**WORK REQUEST**
Reproduce precisely the lines between the start of the data below and the line with "pub fn by_city(&self, city: &str)", both included.

● ● ●

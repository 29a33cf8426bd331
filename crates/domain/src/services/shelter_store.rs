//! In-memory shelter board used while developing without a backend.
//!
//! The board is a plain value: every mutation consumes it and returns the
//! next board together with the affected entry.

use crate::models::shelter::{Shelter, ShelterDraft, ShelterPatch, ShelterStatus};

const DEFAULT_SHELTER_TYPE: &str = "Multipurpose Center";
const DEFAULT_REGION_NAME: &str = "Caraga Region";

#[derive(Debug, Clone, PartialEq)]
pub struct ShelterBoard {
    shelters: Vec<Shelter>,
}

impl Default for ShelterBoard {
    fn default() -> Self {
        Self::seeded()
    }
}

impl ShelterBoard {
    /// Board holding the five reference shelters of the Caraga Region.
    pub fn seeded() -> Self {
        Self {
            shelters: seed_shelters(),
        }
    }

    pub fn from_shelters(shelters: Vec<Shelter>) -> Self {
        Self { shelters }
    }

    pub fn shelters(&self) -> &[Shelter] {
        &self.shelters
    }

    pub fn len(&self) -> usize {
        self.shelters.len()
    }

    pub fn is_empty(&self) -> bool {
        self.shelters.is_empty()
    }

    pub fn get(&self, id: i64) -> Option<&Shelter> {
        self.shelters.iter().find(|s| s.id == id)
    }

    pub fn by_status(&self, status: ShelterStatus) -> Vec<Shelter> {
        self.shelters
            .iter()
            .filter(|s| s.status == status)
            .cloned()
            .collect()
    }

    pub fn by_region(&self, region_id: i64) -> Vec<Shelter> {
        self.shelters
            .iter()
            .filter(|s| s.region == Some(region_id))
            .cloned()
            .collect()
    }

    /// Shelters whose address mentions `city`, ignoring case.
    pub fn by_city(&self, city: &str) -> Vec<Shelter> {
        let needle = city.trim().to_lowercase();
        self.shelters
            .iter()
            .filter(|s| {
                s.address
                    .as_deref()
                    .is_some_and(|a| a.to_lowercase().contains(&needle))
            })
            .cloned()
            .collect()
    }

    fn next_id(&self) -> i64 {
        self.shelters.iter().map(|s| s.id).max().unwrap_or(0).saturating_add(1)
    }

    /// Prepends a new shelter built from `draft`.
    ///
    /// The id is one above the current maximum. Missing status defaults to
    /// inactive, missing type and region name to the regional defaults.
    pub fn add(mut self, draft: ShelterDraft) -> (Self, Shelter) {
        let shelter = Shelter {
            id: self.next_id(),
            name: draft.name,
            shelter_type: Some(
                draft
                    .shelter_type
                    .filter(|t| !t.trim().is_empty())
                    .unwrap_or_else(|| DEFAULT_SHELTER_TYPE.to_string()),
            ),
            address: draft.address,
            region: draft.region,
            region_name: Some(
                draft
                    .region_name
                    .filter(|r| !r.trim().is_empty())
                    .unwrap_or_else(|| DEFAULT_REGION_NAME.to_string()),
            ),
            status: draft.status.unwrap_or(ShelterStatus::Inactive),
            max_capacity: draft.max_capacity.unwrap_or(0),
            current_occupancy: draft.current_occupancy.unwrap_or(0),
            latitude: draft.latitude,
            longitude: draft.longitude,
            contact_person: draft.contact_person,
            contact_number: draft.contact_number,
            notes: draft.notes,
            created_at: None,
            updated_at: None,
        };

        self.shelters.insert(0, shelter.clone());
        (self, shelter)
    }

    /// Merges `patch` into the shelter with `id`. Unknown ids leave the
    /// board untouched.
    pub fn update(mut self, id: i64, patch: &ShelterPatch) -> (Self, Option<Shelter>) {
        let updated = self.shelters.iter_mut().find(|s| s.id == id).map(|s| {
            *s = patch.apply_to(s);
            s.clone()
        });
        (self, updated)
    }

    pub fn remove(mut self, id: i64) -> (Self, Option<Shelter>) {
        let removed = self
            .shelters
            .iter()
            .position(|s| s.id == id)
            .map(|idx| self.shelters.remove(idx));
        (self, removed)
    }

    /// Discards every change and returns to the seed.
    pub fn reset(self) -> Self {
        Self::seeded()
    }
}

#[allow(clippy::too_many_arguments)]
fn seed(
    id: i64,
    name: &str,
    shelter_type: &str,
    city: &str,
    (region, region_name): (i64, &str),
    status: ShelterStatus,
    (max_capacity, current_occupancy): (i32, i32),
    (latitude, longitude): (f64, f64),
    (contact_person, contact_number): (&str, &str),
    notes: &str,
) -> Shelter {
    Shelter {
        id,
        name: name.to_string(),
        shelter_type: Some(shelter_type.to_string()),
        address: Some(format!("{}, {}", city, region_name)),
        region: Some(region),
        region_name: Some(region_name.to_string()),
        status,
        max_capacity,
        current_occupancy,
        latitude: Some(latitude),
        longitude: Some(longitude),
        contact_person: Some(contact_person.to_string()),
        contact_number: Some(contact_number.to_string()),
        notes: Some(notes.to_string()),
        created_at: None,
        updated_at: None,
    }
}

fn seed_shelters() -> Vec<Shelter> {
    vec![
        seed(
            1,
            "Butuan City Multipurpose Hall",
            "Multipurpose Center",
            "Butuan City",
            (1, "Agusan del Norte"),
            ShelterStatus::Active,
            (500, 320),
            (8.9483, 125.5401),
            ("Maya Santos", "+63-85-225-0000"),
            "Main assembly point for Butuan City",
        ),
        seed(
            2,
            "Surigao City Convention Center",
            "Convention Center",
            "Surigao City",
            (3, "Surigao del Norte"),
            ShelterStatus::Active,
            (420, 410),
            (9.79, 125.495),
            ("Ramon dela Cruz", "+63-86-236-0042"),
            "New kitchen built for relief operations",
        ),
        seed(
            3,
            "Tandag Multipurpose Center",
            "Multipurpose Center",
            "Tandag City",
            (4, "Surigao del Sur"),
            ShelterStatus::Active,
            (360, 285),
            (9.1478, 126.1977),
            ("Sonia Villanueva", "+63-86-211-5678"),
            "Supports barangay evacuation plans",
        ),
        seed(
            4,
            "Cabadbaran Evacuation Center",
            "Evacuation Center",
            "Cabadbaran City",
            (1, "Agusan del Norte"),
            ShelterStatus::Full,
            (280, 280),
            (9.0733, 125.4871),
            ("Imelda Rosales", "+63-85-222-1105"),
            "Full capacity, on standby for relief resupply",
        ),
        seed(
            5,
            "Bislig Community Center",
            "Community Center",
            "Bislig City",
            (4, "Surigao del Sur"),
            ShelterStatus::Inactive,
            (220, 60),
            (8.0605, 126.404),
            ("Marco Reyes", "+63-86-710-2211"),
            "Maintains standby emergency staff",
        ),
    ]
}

● ● ●

**YOUR RESPONSE**
repository 29a33cf8426bd331
filename crates/domain/src/services/shelter_store.rs
//! In-memory shelter board used while developing without a backend.
//!
//! The board is a plain value: every mutation consumes it and returns the
//! next board together with the affected entry.

use crate::models::shelter::{Shelter, ShelterDraft, ShelterPatch, ShelterStatus};

const DEFAULT_SHELTER_TYPE: &str = "Multipurpose Center";
const DEFAULT_REGION_NAME: &str = "Caraga Region";

#[derive(Debug, Clone, PartialEq)]
pub struct ShelterBoard {
    shelters: Vec<Shelter>,
}

impl Default for ShelterBoard {
    fn default() -> Self {
        Self::seeded()
    }
}

impl ShelterBoard {
    /// Board holding the five reference shelters of the Caraga Region.
    pub fn seeded() -> Self {
        Self {
            shelters: seed_shelters(),
        }
    }

    pub fn from_shelters(shelters: Vec<Shelter>) -> Self {
        Self { shelters }
    }

    pub fn shelters(&self) -> &[Shelter] {
        &self.shelters
    }

    pub fn len(&self) -> usize {
        self.shelters.len()
    }

    pub fn is_empty(&self) -> bool {
        self.shelters.is_empty()
    }

    pub fn get(&self, id: i64) -> Option<&Shelter> {
        self.shelters.iter().find(|s| s.id == id)
    }

    pub fn by_status(&self, status: ShelterStatus) -> Vec<Shelter> {
        self.shelters
            .iter()
            .filter(|s| s.status == status)
            .cloned()
            .collect()
    }

    pub fn by_region(&self, region_id: i64) -> Vec<Shelter> {
        self.shelters
            .iter()
            .filter(|s| s.region == Some(region_id))
            .cloned()
            .collect()
    }

    /// Shelters whose address mentions `city`, ignoring case.
    pub fn by_city(&self, city: &str) -> Vec<Shelter> {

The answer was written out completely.